Decisions
- Pending: Human-in-the-loop — always approve PRs or auto-merge with confidence threshold?
- Pending: Polling interval — fixed, adaptive, or event-driven?
- Pending: Crash recovery — resume in-flight jobs or restart from scratch?
User Tasks
Summary
Build the central 24/7 process that runs the autonomous coding agency: poll for planned FRs, dispatch them through the agent pipeline (plan → code → test → review), manage the feedback loop, and deliver PRs.
Problem / Motivation
All the pieces of the coding agency (agents, routing, job queue, sandboxes, git workflow) are being built as independent modules. Without an orchestrator to tie them together, nothing runs autonomously. The user must manually invoke each step: score the FR, pick an agent, run it, review the output, create a PR.
The orchestrator is the brain that turns a collection of tools into an autonomous system. It is the difference between “a toolkit” and “a coding agency.”
Proposed Solution
A src/opus/orchestrator/ module containing:
- Main Loop: Continuously polls for work, dispatches jobs, monitors progress. Runs as a long-lived process (systemd service on VPS).

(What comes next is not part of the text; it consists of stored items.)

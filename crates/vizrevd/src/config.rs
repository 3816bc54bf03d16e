use std::net::SocketAddr;

use clap::Parser;
use vizrev_core::ReleaseReview;

/// Runtime configuration. Every flag can also come from the environment.
///
/// The database connection is configured separately through the
/// `SURREALDB_*` variables read by `SurrealHandle::setup_from_env`.
#[derive(Debug, Clone, Parser)]
#[command(name = "vizrevd")]
#[command(version = env!("CARGO_PKG_VERSION"))]
#[command(about = "Release review daemon", long_about = None)]
pub struct Config {
    /// Address the HTTP server listens on
    #[arg(long, env = "VIZREV_BIND", default_value = "0.0.0.0:9000")]
    pub bind: SocketAddr,

    /// Conditional writes a status update may lose before answering 409
    #[arg(
        long,
        env = "VIZREV_MAX_UPDATE_ATTEMPTS",
        default_value_t = ReleaseReview::DEFAULT_MAX_ATTEMPTS,
        value_parser = clap::value_parser!(u32).range(1..)
    )]
    pub max_update_attempts: u32,

    /// Enable verbose output
    #[arg(short, long)]
    pub verbose: bool,

    /// Emit JSON-formatted log lines
    #[arg(long, env = "VIZREV_LOG_JSON")]
    pub json: bool,
}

- Pipeline Executor: Sequences agent stages: Planner → Coder → Tester → Reviewer, with feedback loops on review failure.
- Supervisor: Monitors agent health, handles timeouts, manages retries and escalation.

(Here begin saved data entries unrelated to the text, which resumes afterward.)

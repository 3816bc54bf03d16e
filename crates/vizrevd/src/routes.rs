//! REST routes for the release review workflow, mounted under `/api`.

use axum::extract::rejection::JsonRejection;
use axum::extract::{Path, State};
use axum::routing::{get, post, put};
use axum::{Json, Router};
use serde::Serialize;
use tracing::debug;
use vizrev_core::{
    NewRelease, NewStatus, ReleaseId, ReleasePatch, ReleaseRecord, RepositoryId, StatusId,
    StatusPatch, StatusUpdate, SyncReport,
};

use crate::error::{ApiContext, ApiError};
use crate::response::ApiResponse;
use crate::state::AppState;

type ApiResult<T> = Result<ApiResponse<T>, ApiError>;

/// Build the `/api` routes.
pub fn api_routes() -> Router<AppState> {
    Router::new()
        .route("/releases/{id}/statuses", post(append_status))
        .route("/release", post(create_release).get(list_releases))
        .route("/release/latest/{repository_id}", get(latest_verified))
        .route(
            "/release/repository/{repository_id}",
            get(list_repository_releases),
        )
        .route(
            "/release/{id}",
            get(get_release).put(update_release).delete(delete_release),
        )
        .route("/release/{id}/status", post(push_status))
        .route("/release/{id}/status/{status_id}", put(update_status))
        .route("/release/{id}/{reviewer_id}/status", get(find_status))
        .route("/repository/verify", post(verify_repositories))
}

#[derive(Debug, Serialize)]
#[serde(rename_all = "camelCase")]
struct StatusLookup {
    status_id: StatusId,
}

// ── Release management ───────────────────────────────────────────────────────

/// POST /api/release
async fn create_release(
    State(state): State<AppState>,
    body: Result<Json<NewRelease>, JsonRejection>,
) -> ApiResult<ReleaseRecord> {
    let Json(new_release) = body?;
    let release = state
        .review
        .create_release(new_release)
        .await
        .api_context("Failed to create release.")?;
    Ok(ApiResponse::created("Release created successfully.", release))
}

/// GET /api/release
async fn list_releases(State(state): State<AppState>) -> ApiResult<Vec<ReleaseRecord>> {
    let releases = state
        .review
        .list_releases(None)
        .await
        .api_context("Failed to retrieve releases.")?;
    Ok(ApiResponse::ok("Releases retrieved successfully.", releases))
}

/// GET /api/release/repository/{repository_id}
async fn list_repository_releases(
    State(state): State<AppState>,
    Path(repository_id): Path<String>,
) -> ApiResult<Vec<ReleaseRecord>> {
    let releases = state
        .review
        .list_releases(Some(&RepositoryId(repository_id)))
        .await
        .api_context("Failed to retrieve releases for repository.")?;
    Ok(ApiResponse::ok("Releases retrieved successfully.", releases))
}

/// GET /api/release/{id}
async fn get_release(
    State(state): State<AppState>,
    Path(id): Path<String>,
) -> ApiResult<ReleaseRecord> {
    let release = state
        .review
        .get_release(&ReleaseId(id))
        .await
        .api_context("Failed to retrieve release.")?;
    Ok(ApiResponse::ok("Release retrieved successfully.", release))
}

/// PUT /api/release/{id}: descriptive fields only.
async fn update_release(
    State(state): State<AppState>,
    Path(id): Path<String>,
    body: Result<Json<ReleasePatch>, JsonRejection>,
) -> ApiResult<ReleaseRecord> {
    let Json(patch) = body?;
    let release = state
        .review
        .update_release(&ReleaseId(id), patch)
        .await
        .api_context("Failed to update release.")?;
    Ok(ApiResponse::ok("Release updated successfully.", release))
}

/// DELETE /api/release/{id}
async fn delete_release(State(state): State<AppState>, Path(id): Path<String>) -> ApiResult<()> {
    state
        .review
        .delete_release(&ReleaseId(id))
        .await
        .api_context("Failed to delete release.")?;
    Ok(ApiResponse::notice("Release deleted successfully."))
}

// ── Verification ─────────────────────────────────────────────────────────────

/// POST /api/releases/{id}/statuses: load, append, save.
async fn append_status(
    State(state): State<AppState>,
    Path(id): Path<String>,
    body: Result<Json<NewStatus>, JsonRejection>,
) -> ApiResult<ReleaseRecord> {
    let Json(status) = body?;
    let release = state
        .review
        .append_status(&ReleaseId(id), status)
        .await
        .api_context("Failed to add status.")?;
    Ok(ApiResponse::ok("Status added to release.", release))
}

/// POST /api/release/{id}/status: atomic append.
async fn push_status(
    State(state): State<AppState>,
    Path(id): Path<String>,
    body: Result<Json<NewStatus>, JsonRejection>,
) -> ApiResult<ReleaseRecord> {
    let Json(status) = body?;
    let release = state
        .review
        .push_status(&ReleaseId(id), status)
        .await
        .api_context("Failed to add status.")?;
    Ok(ApiResponse::ok("Status added to release.", release))
}

/// GET /api/release/{id}/{reviewer_id}/status
async fn find_status(
    State(state): State<AppState>,
    Path((id, reviewer_id)): Path<(String, String)>,
) -> ApiResult<StatusLookup> {
    let status_id = state
        .review
        .find_status_by_reviewer(&ReleaseId(id), &reviewer_id)
        .await
        .api_context("Failed to retrieve status.")?;
    Ok(ApiResponse::ok(
        "Status retrieved successfully.",
        StatusLookup { status_id },
    ))
}

/// PUT /api/release/{id}/status/{status_id}: patch and evaluate.
async fn update_status(
    State(state): State<AppState>,
    Path((id, status_id)): Path<(String, String)>,
    body: Result<Json<StatusPatch>, JsonRejection>,
) -> ApiResult<ReleaseRecord> {
    let Json(patch) = body?;
    let outcome = state
        .review
        .update_status_and_evaluate(&ReleaseId(id), &StatusId(status_id), patch)
        .await
        .api_context("Failed to update status.")?;

    Ok(match outcome {
        StatusUpdate::Updated(release) => {
            ApiResponse::ok("Status updated and verification evaluated.", release)
        }
        StatusUpdate::Deleted { release_id } => {
            debug!(release_id = %release_id, "Release removed by majority rejection");
            ApiResponse::notice("Release deleted due to majority rejection.")
        }
    })
}

/// GET /api/release/latest/{repository_id}
async fn latest_verified(
    State(state): State<AppState>,
    Path(repository_id): Path<String>,
) -> ApiResult<ReleaseRecord> {
    let release = state
        .review
        .latest_verified(&RepositoryId(repository_id))
        .await
        .api_context("Failed to retrieve latest verified release.")?;
    Ok(ApiResponse::ok("Latest verified release retrieved.", release))
}

/// POST /api/repository/verify
async fn verify_repositories(State(state): State<AppState>) -> ApiResult<SyncReport> {
    let report = state
        .sync
        .verify_repositories_from_releases()
        .await
        .api_context("Failed to verify repositories")?;
    Ok(ApiResponse::ok("Repositories verified successfully", report))
}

- Configuration: Polling intervals, concurrency limits, auto-merge rules, notification settings.
The orchestrator does NOT contain agent logic — it delegates to the existing modules:
- FR-045 for complexity scoring
- FR-046 for job queuing
- FR-054 for LLM calls (indirectly, via agents)

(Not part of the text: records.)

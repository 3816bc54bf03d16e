use std::sync::Arc;

use vizrev_state::{
    ReleaseRecord, ReleaseStore, RepositoryId, StorageError, SurrealHandle, SurrealReleaseStore,
    VerificationEntry,
};

#[tokio::test]
async fn surrealkv_store_round_trips_embedded_statuses() {
    let dir = tempfile::tempdir().unwrap();
    let url = format!("surrealkv://{}", dir.path().join("db").display());
    let handle = Arc::new(SurrealHandle::setup_at(&url).await.unwrap());
    let store = SurrealReleaseStore::new(handle);

    let mut release = ReleaseRecord::new(RepositoryId::from("repo-disk"), "v1");
    let mut entry = VerificationEntry::assigned(release.id.as_str(), "alice");
    entry.additional_comments = "renders fine".to_string();
    release.statuses.push(entry.clone());
    store.insert_release(release.clone()).await.unwrap();

    let loaded = store.get_release(&release.id).await.unwrap();
    assert_eq!(loaded.statuses.len(), 1);
    assert_eq!(loaded.statuses[0].id, entry.id);
    assert_eq!(loaded.statuses[0].additional_comments, "renders fine");
    assert_eq!(loaded.statuses[0].review_date, entry.review_date);
}

#[tokio::test]
async fn stale_writer_after_delete_gets_not_found() {
    let handle = Arc::new(SurrealHandle::setup_db().await.unwrap());
    let store = SurrealReleaseStore::new(handle);

    let release = store
        .insert_release(ReleaseRecord::new(RepositoryId::from("repo"), "v1"))
        .await
        .unwrap();
    let stale_copy = store.get_release(&release.id).await.unwrap();

    store
        .delete_release(&release.id, Some(release.version))
        .await
        .unwrap();

    let err = store.replace_release(&stale_copy).await.unwrap_err();
    assert!(matches!(err, StorageError::ReleaseNotFound { .. }));
}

- FR-055 for sandboxed execution
- FR-057 for code review
- FR-058 for git workflow
Open Questions
1. Human-in-the-Loop
Question: Should the orchestrator require human approval for PRs, or auto-merge based on confidence?
| Option | Description |
|---|---|
| A) Always require approval | Every PR needs human review. Safest, but bottlenecks on human availability |
| B) Auto-merge with confidence threshold | If all tests pass and review confidence >= 90, auto-merge. Faster but riskier |
| C) Configurable per FR priority | High-priority FRs need approval, low-priority auto-merge. Balanced |
Recommendation: Option A for Phase 1-2 — human approves every PR. Option C for Phase 3+ once confidence in the system is established. Auto-merge should never be the default for a new system.
Decision:
2. Polling Strategy
Question: How should the orchestrator discover new work?
| Option | Description |
|---|---|
| A) Fixed interval polling | Check every N seconds. Simple, predictable, wastes cycles when idle |
| **B) Adaptive polling | Poll frequently when jobs are active, back off when idle. Efficient |
| C) Event-driven | File watcher on vault/10_features/03_planned/. Instant reaction, more complex |
Recommendation: Option B — adaptive polling is the right balance. Start at 30s, back off to 5 min when idle, return to 30s when jobs are detected.
Decision:
3. Crash Recovery
Question: What happens when the orchestrator restarts after a crash?
| Option | Description |
|---|---|
| A) Restart all in-flight jobs | Simple but wastes completed work |
| B) Resume from last checkpoint | Each pipeline stage checkpoints progress. Resume from last completed stage |
| C) Mark as failed, let user decide | Conservative — no automatic recovery. User re-triggers manually |
Recommendation: Option B — the job registry (FR-046) tracks stage completion. On restart, query for running jobs and resume from their last checkpoint.
Decision:
Phase Overview
| Phase | Description | Status |
|---|---|---|
| Phase 1 | Main loop — poll for planned FRs, dispatch single agent, wait for result | — |
| Phase 2 | Pipeline mode — plan → code → test → review → fix loop | — |
| Phase 3 | Multi-agent parallel execution, concurrent FRs | — |
| Phase 4 | Continuous operation (systemd, crash recovery, health monitoring) | — |
Phase 1: Single Agent Dispatch —
Prerequisite: Design doc designs/drafts/autonomous-coding-agency.md must be reviewed and moved to designs/approved/ before implementation starts.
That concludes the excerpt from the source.